Nos 12 meses encerrados em janeiro, o déficit em transações correntes somou US$ 67,551 bilhões, correspondendo a 2,92% do Produto Interno Bruto (PIB), que é o indicador da soma dos bens e serviços produzidos no país. Em comparação com o período equivalente terminado em janeiro de 2025, houve uma redução no déficit; naquele mês, o resultado em 12 meses foi negativo em US$ 72,421 bilhões, ou 3,35% do PIB.

Investimentos Diretos

Fernando Rocha destacou que as transações correntes apresentam um cenário robusto e uma tendência de redução no déficit em 12 meses desde setembro de 2025. Ele afirmou que o déficit externo está sendo financiado por capitais de longo prazo, principalmente pelos investimentos diretos no país (IDP), que possuem fluxos e estoques de boa qualidade.

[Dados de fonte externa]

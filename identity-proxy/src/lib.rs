pub mod config;
pub mod handlers;
pub mod middleware;
pub mod models;
pub mod proxy;
pub mod services;
pub mod startup;

use std::sync::Arc;

use crate::config::ProxyConfig;
use crate::proxy::{ResponseRewriter, UpstreamClient};
use crate::services::{ClaimsService, JwtService, ServiceIndexClient, SessionStore, Store};

pub use startup::build_router;

#[derive(Clone)]
pub struct AppState {
    pub config: Arc<ProxyConfig>,
    pub store: Arc<Store>,
    pub jwt: Arc<JwtService>,
    pub claims: ClaimsService,
    pub sessions: SessionStore,
    pub upstream: UpstreamClient,
    pub rewriter: ResponseRewriter,
    pub service_index: ServiceIndexClient,
}

impl AppState {
    pub fn new(config: ProxyConfig, store: Store, jwt: JwtService) -> Result<Self, anyhow::Error> {
        let store = Arc::new(store);
        let jwt = Arc::new(jwt);
        let claims = ClaimsService::new(store.clone(), jwt.clone());

        let upstream = UpstreamClient::new(&config)?;
        let rewriter = ResponseRewriter::new(&config.common.host, config.common.port)?;
        let service_index = ServiceIndexClient::new(&config, claims.clone());

        Ok(Self {
            config: Arc::new(config),
            store,
            jwt,
            claims,
            sessions: SessionStore::new(),
            upstream,
            rewriter,
            service_index,
        })
    }
}
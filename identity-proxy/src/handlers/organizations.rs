use axum::{
    extract::{Path, State},
    http::{HeaderMap, StatusCode},
    Json,
};
use axum_extra::extract::cookie::CookieJar;
use service_core::error::AppError;
use validator::Validate;

use super::requester;
use crate::models::{CreateOrganizationRequest, ListResponse, OrgResponse};
use crate::AppState;

pub async fn list_organizations(State(state): State<AppState>) -> Json<ListResponse<OrgResponse>> {
    let orgs = state.store.list_organizations().await;
    Json(orgs.iter().map(OrgResponse::from).collect::<Vec<_>>().into())
}

pub async fn create_organization(
    State(state): State<AppState>,
    jar: CookieJar,
    headers: HeaderMap,
    Json(req): Json<CreateOrganizationRequest>,
) -> Result<(StatusCode, Json<OrgResponse>), AppError> {
    req.validate()
        .map_err(|e| AppError::BadRequest(anyhow::anyhow!(e)))?;

    let org = state.store.create_organization(&req.name).await?;
    tracing::info!(org_id = org.id, name = %org.name, "Organization created");

    state.service_index.notify_created(
        requester(&state, &jar, &headers),
        state.service_index.organization_resource(&org),
    );

    Ok((StatusCode::CREATED, Json(OrgResponse::from(&org))))
}

pub async fn get_organization(
    State(state): State<AppState>,
    Path(id): Path<i64>,
) -> Result<Json<OrgResponse>, AppError> {
    let org = state
        .store
        .get_organization(id)
        .await
        .ok_or_else(|| AppError::NotFound(anyhow::anyhow!("Organization not found")))?;

    Ok(Json(OrgResponse::from(&org)))
}

/// Deletes the organization with its teams and every assignment on them.
pub async fn delete_organization(
    State(state): State<AppState>,
    jar: CookieJar,
    headers: HeaderMap,
    Path(id): Path<i64>,
) -> Result<StatusCode, AppError> {
    let org = state.store.delete_organization(id).await?;
    tracing::info!(org_id = org.id, name = %org.name, "Organization deleted");

    state
        .service_index
        .notify_deleted(requester(&state, &jar, &headers), org.ansible_id);

    Ok(StatusCode::NO_CONTENT)
}
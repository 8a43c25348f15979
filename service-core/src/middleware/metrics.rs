use axum::{extract::MatchedPath, extract::Request, middleware::Next, response::Response};
use metrics::{counter, histogram};
use std::time::Instant;

/// Records request counts and latencies.
///
/// Proxied traffic hits the fallback route, so the raw path would explode
/// label cardinality; those requests are labelled `proxied` instead.
pub async fn metrics_middleware(req: Request, next: Next) -> Response {
    let start = Instant::now();
    let method = req.method().to_string();
    let path = req
        .extensions()
        .get::<MatchedPath>()
        .map(|p| p.as_str().to_string())
        .unwrap_or_else(|| "proxied".to_string());

    let response = next.run(req).await;

    let duration = start.elapsed();
    let status = response.status().as_u16().to_string();

    let labels = [("method", method), ("path", path), ("status", status)];

    counter!("http_requests_total", &labels).increment(1);
    histogram!("http_request_duration_seconds", &labels).record(duration.as_secs_f64());

    response
}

O IDP somou US$ 8,168 bilhões em janeiro deste ano, em comparação com US$ 6,708 bilhões no mesmo mês de 2025. Quando o país apresenta saldo negativo em transações correntes, é necessário cobrir o déficit com investimentos ou empréstimos no exterior. A melhor forma de financiamento do saldo negativo é o IDP, pois os recursos são aplicados no setor produtivo e costumam ser de longo prazo.

Em 12 meses até janeiro, esses investimentos diretos acumularam US$ 79,137 bilhões (3,42% do PIB), em comparação com US$ 77,676 bilhões (3,41% do PIB) no mês anterior e US$ 72,798 bilhões (3,37% do PIB) no período encerrado em janeiro de 2025.

Rocha afirmou que esses resultados em 12 meses demonstram a solidez da economia brasileira, totalmente financiada pelo IDP.

No caso dos investimentos em carteira no mercado doméstico, houve uma entrada líquida de US$ 8,867 bilhões em janeiro, a maior desde julho de 2018. Nos 12 meses encerrados em janeiro, esses investimentos somaram ingressos líquidos de US$ 24,9 bilhões.

O estoque de reservas internacionais atingiu US$ 364,367 bilhões em janeiro, um aumento de US$ 6,134 bilhões em comparação ao mês anterior.

Transações Correntes

Em janeiro deste ano, as exportações de bens totalizaram US$ 25,282 bilhões, uma redução de 1,2% em relação ao mesmo mês de 2025. As importações, por sua vez, chegaram a US$ 21,766 bilhões, com uma queda de 10% na comparação com janeiro do ano passado.

Com os resultados de exportações e importações, a balança comercial fechou com um superávit de US$ 3,516 bilhões no mês passado, em comparação com o saldo positivo de US$ 1,396 bilhões em janeiro de 2025.

O déficit na conta de serviços – que inclui viagens, transporte, aluguel de equipamentos, serviços de telecomunicação e de propriedade intelectual, entre outros – atingiu US$ 3,972 bilhões no mês passado, uma redução de 12,8% em relação aos US$ 4,553 bilhões no mesmo período de 2025.

No caso das viagens internacionais, o déficit na conta fechou em US$ 1,453 bilhão, 48,4% acima do registrado em janeiro de 2025. Isso se deve à redução de 9,3% (total de US$ 731 milhões) nas receitas – que são os gastos de estrangeiros em viagem ao Brasil – e ao aumento de 22,4% nas despesas de brasileiros no exterior, que somaram US$ 2,184 bilhões.

Em janeiro de 2026, o déficit em renda primária – que inclui lucros e dividendos, pagamentos de juros e salários – chegou a US$ 8,312 bilhões, 18,7% acima do registrado em janeiro do ano passado, de US$ 7,001 bilhões. Normalmente, essa conta é deficitária, já que há mais investimentos de estrangeiros no Brasil – e eles remetem os lucros para fora do país – do que de brasileiros no exterior.

A conta de renda secundária – que envolve transferências como doações e remessas de dólares sem contrapartida de serviços ou bens – teve um resultado positivo de US$ 408 milhões no mês passado, contra um superávit de US$ 349 milhões em janeiro de 2025.